Instructions for the task :: Where the line containing "if let Some(root)" appears, end your copy; everything from the first line of the records below up to and including it must be reproduced exactly.

Available data ::
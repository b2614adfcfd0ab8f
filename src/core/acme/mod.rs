//! acme window adapter.
//!
//! Opens decrypted content in a new window and reads the content of the
//! window a command was run from.

use std::env;
use std::ffi::OsString;
use std::path::{Path, PathBuf};

use tracing::{debug, warn};
use zeroize::Zeroizing;

use crate::core::config::Config;
use crate::core::constants::{DEFAULT_ACME_MOUNT, NINEP_PROGRAM, TAG_MARKER, WINID_VAR};
use crate::core::path;
use crate::error::{ConfigError, Error, Result};

mod fsys;
mod window;

pub use fsys::{Fsys, Mount, NineP, WinFile};
pub use window::Window;

/// Pick a way to reach acme: an explicit mount, the default mount, or the
/// `9p` client.
pub fn connect(config: &Config) -> Result<Box<dyn Fsys>> {
    connect_in(config, Path::new(DEFAULT_ACME_MOUNT), env::var_os("PATH"))
}

fn connect_in(
    config: &Config,
    default: &Path,
    search_path: Option<OsString>,
) -> Result<Box<dyn Fsys>> {
    if let Some(root) = &config.acme_mount {
        debug!(root = %root.display(), "using configured acme mount");
        return Ok(Box::new(Mount::new(root)));
    }

    if default.join("index").exists() {
        debug!(root = %default.display(), "using acme mount");
        return Ok(Box::new(Mount::new(default)));
    }

    let cwd = env::current_dir().map_err(|e| Error::io("failed to get working directory", e))?;
    let program =
        which::which_in(NINEP_PROGRAM, search_path, cwd).map_err(|_| ConfigError::NoAcme)?;
    debug!(program = %program.display(), "using 9p client");
    Ok(Box::new(NineP::new(program)))
}

/// Open a new window named `name` showing `content`.
///
/// The tag gets the `CryptPut` marker. If any step after creation fails
/// the window is deleted before the error is returned.
pub fn create_window(fsys: &dyn Fsys, name: &Path, content: &[u8]) -> Result<u32> {
    let mut win =
        window::Window::create(fsys).map_err(|e| Error::io("failed to create acme window", e))?;

    if let Err(e) = fill_window(&mut win, name, content) {
        if let Err(del) = win.delete() {
            warn!(id = win.id(), error = %del, "failed to delete acme window");
        }
        return Err(e);
    }

    debug!(id = win.id(), name = %name.display(), bytes = content.len(), "opened acme window");
    Ok(win.id())
}

fn fill_window(win: &mut Window<'_>, name: &Path, content: &[u8]) -> Result<()> {
    win.set_name(name)
        .map_err(|e| Error::io("failed to set window name", e))?;
    win.write("tag", TAG_MARKER.as_bytes())
        .map_err(|e| Error::io("failed to append CryptPut to tag", e))?;
    win.write("body", content)
        .map_err(|e| Error::io("failed to write to acme window body", e))?;
    Ok(())
}

/// Read the id of the window this command was run from.
pub fn current_window_id() -> Result<u32> {
    parse_window_id(env::var(WINID_VAR).ok().as_deref())
}

fn parse_window_id(raw: Option<&str>) -> Result<u32> {
    let raw = raw
        .filter(|v| !v.is_empty())
        .ok_or_else(|| Error::NotInEditor(format!("{} not set", WINID_VAR)))?;
    raw.trim()
        .parse()
        .map_err(|e| Error::NotInEditor(format!("invalid {} {:?}: {}", WINID_VAR, raw, e)))
}

/// Read the body and file name of the window this command was run from.
///
/// Fails with `NotInEditor` before contacting acme if `winid` is unset.
pub fn read_current_window(config: &Config) -> Result<(Zeroizing<Vec<u8>>, PathBuf)> {
    let id = current_window_id()?;
    let fsys = connect(config)?;
    read_window(fsys.as_ref(), id)
}

/// Read the body and file name of window `id`.
///
/// The name is the first word of the tag, made absolute against the
/// working directory. Window files are closed before returning.
pub fn read_window(fsys: &dyn Fsys, id: u32) -> Result<(Zeroizing<Vec<u8>>, PathBuf)> {
    let mut win =
        Window::open(fsys, id).map_err(|e| Error::io("failed to open acme window", e))?;

    let tag = win
        .read_all("tag")
        .map_err(|e| Error::io("failed to read acme window tag", e))?;
    let tag = String::from_utf8_lossy(&tag);
    let name = tag.split_whitespace().next().ok_or_else(|| {
        Error::io(
            "failed to read acme window name",
            std::io::Error::new(std::io::ErrorKind::InvalidData, "empty tag"),
        )
    })?;
    let name = path::absolutize(Path::new(name))?;

    let body = Zeroizing::new(
        win.read_all("body")
            .map_err(|e| Error::io("failed to read acme window body", e))?,
    );
    win.close_files();

    debug!(id, name = %name.display(), bytes = body.len(), "read acme window");
    Ok((body, name))
}
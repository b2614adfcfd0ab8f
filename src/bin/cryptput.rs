//! CryptPut - save the current acme window (or stdin) encrypted.

use acme_crypt::cli::{self, put, PutCli};

fn main() {
    let args: PutCli = cli::parse();
    cli::init_logging(args.verbose);

    if let Err(e) = put::execute(args) {
        cli::fail(e);
    }
}
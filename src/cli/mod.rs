//! Command-line interface.
//!
//! Argument parsers for the two binaries plus the shared startup and
//! error reporting they both use.

pub mod get;
pub mod output;
pub mod put;

use std::path::PathBuf;

use clap::Parser;
use tracing_subscriber::{fmt, prelude::*, EnvFilter};

use crate::core::config::Config;
use crate::core::constants::{LOG_VAR, RECIPIENT_VAR};
use crate::error::{ConfigError, Error};

/// Decrypt a file into a new acme window.
#[derive(Parser, Debug)]
#[command(
    name = "CryptGet",
    version,
    about = "Decrypt a file into a new acme window",
    after_help = "Save edits with the CryptPut command in the window's tag."
)]
pub struct GetCli {
    /// Encrypted file (.gpg, .asc or .pgp)
    pub file: PathBuf,

    #[command(flatten)]
    pub config: Config,

    /// Enable debug logging
    #[arg(short, long)]
    pub verbose: bool,
}

/// Encrypt the current acme window, or stdin, to a .gpg file.
#[derive(Parser, Debug)]
#[command(
    name = "CryptPut",
    version,
    about = "Encrypt the current acme window (or stdin) to a .gpg file"
)]
pub struct PutCli {
    /// Save stdin to this path (.gpg is appended). Without it, the current
    /// acme window is saved.
    pub path: Option<PathBuf>,

    #[command(flatten)]
    pub config: Config,

    /// Enable debug logging
    #[arg(short, long)]
    pub verbose: bool,
}

/// Parse arguments, exiting 1 on a usage error and 0 for help/version.
pub fn parse<T: Parser>() -> T {
    match T::try_parse() {
        Ok(cli) => cli,
        Err(e) if !e.use_stderr() => e.exit(),
        Err(e) => fail(Error::Usage(e)),
    }
}

/// Install the tracing subscriber.
///
/// `ACME_CRYPT_LOG` takes precedence over `--verbose`.
pub fn init_logging(verbose: bool) {
    let filter = EnvFilter::try_from_env(LOG_VAR).unwrap_or_else(|_| {
        if verbose {
            EnvFilter::new("acme_crypt=debug")
        } else {
            EnvFilter::new("acme_crypt=warn")
        }
    });

    tracing_subscriber::registry()
        .with(filter)
        .with(
            fmt::layer()
                .with_writer(std::io::stderr)
                .with_target(false)
                .without_time(),
        )
        .init();
}

/// Report `err` on stderr and exit with status 1.
pub fn fail(err: Error) -> ! {
    match &err {
        // clap renders its own usage message
        Error::Usage(e) => eprint!("{}", e),
        _ => {
            output::error(&err.to_string());
            if let Some(hint) = hint(&err) {
                output::hint(hint);
            }
        }
    }
    std::process::exit(1);
}

fn hint(err: &Error) -> Option<&'static str> {
    match err {
        Error::Config(ConfigError::MissingVar(var)) if *var == RECIPIENT_VAR => {
            Some("export ACME_CRYPT_RCPT=<key id or email>")
        }
        Error::Config(ConfigError::ProgramNotFound(_)) => {
            Some("install GnuPG or point ACME_CRYPT_GPG at it")
        }
        Error::Config(ConfigError::NoAcme) => {
            Some("start acme, or set ACME_CRYPT_MNT to its mounted file tree")
        }
        Error::NotInEditor(_) => {
            Some("run CryptPut from an acme window tag, or pass an output path")
        }
        _ => None,
    }
}
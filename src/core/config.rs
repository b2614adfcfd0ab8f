//! Runtime configuration.
//!
//! Both binaries flatten [`Config`] into their argument parser, so every
//! setting can come from a flag or from the environment.

use std::ffi::OsString;
use std::path::PathBuf;

use clap::Args;

use crate::core::constants::{
    BACKEND_VAR, DEFAULT_BACKEND, DEFAULT_GPG, DISPLAY_VAR, GPG_VAR, MOUNT_VAR, RECIPIENT_VAR,
};

/// Settings shared by CryptGet and CryptPut.
#[derive(Args, Debug, Clone)]
pub struct Config {
    /// Encryption backend
    #[arg(long, env = BACKEND_VAR, default_value = DEFAULT_BACKEND)]
    pub backend: String,

    /// Recipient key id or email used for encryption
    #[arg(long, env = RECIPIENT_VAR)]
    pub recipient: Option<String>,

    /// gpg executable
    #[arg(long = "gpg", env = GPG_VAR, default_value = DEFAULT_GPG)]
    pub gpg_program: PathBuf,

    /// Directory where acme's file tree is mounted
    #[arg(long, env = MOUNT_VAR)]
    pub acme_mount: Option<PathBuf>,

    /// Display server forwarded to child processes
    #[arg(skip = std::env::var_os(DISPLAY_VAR))]
    pub display: Option<OsString>,
}

impl Config {
    /// Backend name, falling back to the default when blank.
    pub fn backend_name(&self) -> &str {
        let name = self.backend.trim();
        if name.is_empty() {
            DEFAULT_BACKEND
        } else {
            name
        }
    }

    /// Recipient, ignoring a blank value.
    pub fn recipient(&self) -> Option<&str> {
        self.recipient
            .as_deref()
            .map(str::trim)
            .filter(|r| !r.is_empty())
    }
}

impl Default for Config {
    fn default() -> Self {
        Self {
            backend: DEFAULT_BACKEND.to_string(),
            recipient: None,
            gpg_program: PathBuf::from(DEFAULT_GPG),
            acme_mount: None,
            display: None,
        }
    }
}
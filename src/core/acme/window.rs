//! A single acme window.

use std::collections::HashMap;
use std::io::{self, Read, Write};
use std::path::Path;

use tracing::trace;

use super::fsys::{Fsys, WinFile};

/// Handle on an acme window, addressed by id.
///
/// Window files are opened on first use and stay open until
/// [`Window::close_files`] or drop.
pub struct Window<'a> {
    id: u32,
    fsys: &'a dyn Fsys,
    files: HashMap<&'static str, Box<dyn WinFile>>,
}

impl<'a> Window<'a> {
    /// Create a new window by reading `new/ctl`.
    pub fn create(fsys: &'a dyn Fsys) -> io::Result<Self> {
        let mut ctl = fsys.open("new/ctl")?;
        let mut line = String::new();
        ctl.read_to_string(&mut line)?;
        let id = parse_ctl_id(&line)?;
        trace!(id, "created acme window");
        Ok(Self::with_id(fsys, id))
    }

    /// Open an existing window, failing if it does not exist.
    ///
    /// The ctl file is read rather than just opened, since some transports
    /// only contact acme on first access.
    pub fn open(fsys: &'a dyn Fsys, id: u32) -> io::Result<Self> {
        let mut win = Self::with_id(fsys, id);
        win.read_all("ctl")?;
        Ok(win)
    }

    fn with_id(fsys: &'a dyn Fsys, id: u32) -> Self {
        Self {
            id,
            fsys,
            files: HashMap::new(),
        }
    }

    pub fn id(&self) -> u32 {
        self.id
    }

    fn file(&mut self, name: &'static str) -> io::Result<&mut Box<dyn WinFile>> {
        if !self.files.contains_key(name) {
            let file = self.fsys.open(&format!("{}/{}", self.id, name))?;
            self.files.insert(name, file);
        }
        self.files
            .get_mut(name)
            .ok_or_else(|| io::Error::new(io::ErrorKind::NotFound, name))
    }

    /// Send a control message; a trailing newline is added.
    pub fn ctl(&mut self, msg: &str) -> io::Result<()> {
        trace!(id = self.id, msg, "acme ctl");
        self.write("ctl", format!("{}\n", msg).as_bytes())
    }

    /// Set the window's file name.
    pub fn set_name(&mut self, name: &Path) -> io::Result<()> {
        self.ctl(&format!("name {}", name.display()))
    }

    /// Write to a window file. tag and body writes append.
    pub fn write(&mut self, name: &'static str, data: &[u8]) -> io::Result<()> {
        let file = self.file(name)?;
        file.write_all(data)?;
        file.flush()
    }

    /// Read a window file from the start.
    pub fn read_all(&mut self, name: &'static str) -> io::Result<Vec<u8>> {
        let file = self.file(name)?;
        file.rewind()?;
        let mut data = Vec::new();
        file.read_to_end(&mut data)?;
        Ok(data)
    }

    /// Delete the window, discarding unsaved changes.
    pub fn delete(&mut self) -> io::Result<()> {
        self.ctl("delete")
    }

    /// Close every open window file.
    pub fn close_files(&mut self) {
        self.files.clear();
    }
}

impl Drop for Window<'_> {
    fn drop(&mut self) {
        self.close_files();
    }
}

/// The ctl file starts with the window id, then tag length, body length,
/// and flags, each in a padded 11-character field.
fn parse_ctl_id(line: &str) -> io::Result<u32> {
    line.split_whitespace()
        .next()
        .and_then(|field| field.parse().ok())
        .ok_or_else(|| {
            io::Error::new(
                io::ErrorKind::InvalidData,
                format!("malformed ctl line: {:?}", line),
            )
        })
}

Exercise result ::
repository b2614adfcfd0ab8f
filename src/core/acme/mod.rs
//! acme window adapter.
//!
//! Opens decrypted content in a new window and reads the content of the
//! window a command was run from.

use std::env;
use std::ffi::OsString;
use std::path::{Path, PathBuf};

use tracing::{debug, warn};
use zeroize::Zeroizing;

use crate::core::config::Config;
use crate::core::constants::{DEFAULT_ACME_MOUNT, NINEP_PROGRAM, TAG_MARKER, WINID_VAR};
use crate::core::path;
use crate::error::{ConfigError, Error, Result};

mod fsys;
mod window;

pub use fsys::{Fsys, Mount, NineP, WinFile};
pub use window::Window;

/// Pick a way to reach acme: an explicit mount, the default mount, or the
/// `9p` client.
pub fn connect(config: &Config) -> Result<Box<dyn Fsys>> {
    connect_in(config, Path::new(DEFAULT_ACME_MOUNT), env::var_os("PATH"))
}

fn connect_in(
    config: &Config,
    default: &Path,
    search_path: Option<OsString>,
) -> Result<Box<dyn Fsys>> {
    if let Some(root) = &config.acme_mount {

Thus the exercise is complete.